I am not at all happy with the way you’ve written my character. I’m so boring. Could you make me a little less “middle class housewife” ish please? This is such a dull stereotype. I can’t be very much fun for you to write either; but you will leave me in this existence long after you have finished writing even the final draft and sent me out into the world.

I’ll have to live this dull existence for all eternity. Please give me a more interesting aspect to my personality. Let me break out of the housewife (divorced) mould and LIVE. Perhaps I’m a secret serial killer, and I don’t mean cereal! Maybe I have some other secret vice. At the moment, the only interesting thing which happens to me happens in my dreams: I get bitten by a variation of vampires according to who I’m pissed off with that evening. There, make me use bad language sometimes, I can bloody well do it. Even Neil, a musician, doesn’t swear or smoke dope. He’s too much of a goody too.

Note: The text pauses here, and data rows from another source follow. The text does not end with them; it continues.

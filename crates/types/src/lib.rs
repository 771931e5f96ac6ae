//! Core types for ISAAC consensus.
//!
//! This crate provides the foundational types shared by every other crate:
//!
//! - **Primitives**: [`Hash`], [`KeyPair`], [`PublicKey`], [`Signature`]
//! - **Positions**: [`Height`], [`Round`], [`Point`], [`Stage`], [`StagePoint`], [`LastPoint`]
//! - **Voting**: [`BallotFact`], [`BallotSignFact`], [`Ballot`], [`Voteproof`], [`Threshold`]
//! - **Membership**: [`Suffrage`], [`ExpelOperation`]
//! - **Blocks**: [`Manifest`], [`BlockMap`], [`BlockItemType`], [`FixedTree`], [`SuffrageProof`]

mod ballot;
mod block;
mod crypto;
mod error;
mod fixedtree;
mod hash;
mod identifiers;
mod local;
mod operation;
mod point;
pub mod signing;
mod state;
mod suffrage;
mod threshold;
mod voteproof;

pub use ballot::{AcceptBallotFact, Ballot, BallotFact, BallotSignFact, InitBallotFact};
pub use block::{BlockItemType, BlockMap, BlockMapItem, Manifest};
pub use crypto::{KeyPair, PublicKey, Signature};
pub use error::ValidationError;
pub use fixedtree::{FixedTree, FixedTreeNode, FixedTreeProof, FIXED_TREE_HINT};
pub use hash::{Hash, HexError};
pub use identifiers::{ConnInfo, Height, NetworkId, NodeAddress, Round};
pub use local::LocalNode;
pub use operation::{Operation, ProposalFact, ProposalSignFact};
pub use point::{LastPoint, Point, Stage, StagePoint};
pub use state::{State, StateValue, SuffrageProof, SUFFRAGE_STATE_KEY};
pub use suffrage::{ExpelFact, ExpelOperation, Node, NodeSign, Suffrage};
pub use threshold::{Threshold, VoteDecision, VoteResult};
pub use voteproof::{now_millis, Voteproof, VoteproofBody, VoteproofKind};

Consider your poor readers! Do you honestly think they’ll plough through this boring story full of boring people? Or, having read a few pages, toss it aside for something more rivetting? That’s right, they’ll toss it aside. If they can be bothered, the reviews on SmashWords/Amazon will go something like:

“I’m glad this book was free, it was so boring that I couldn’t finish it. Life is too short to read bad books. I won’t be bothering with this author again.”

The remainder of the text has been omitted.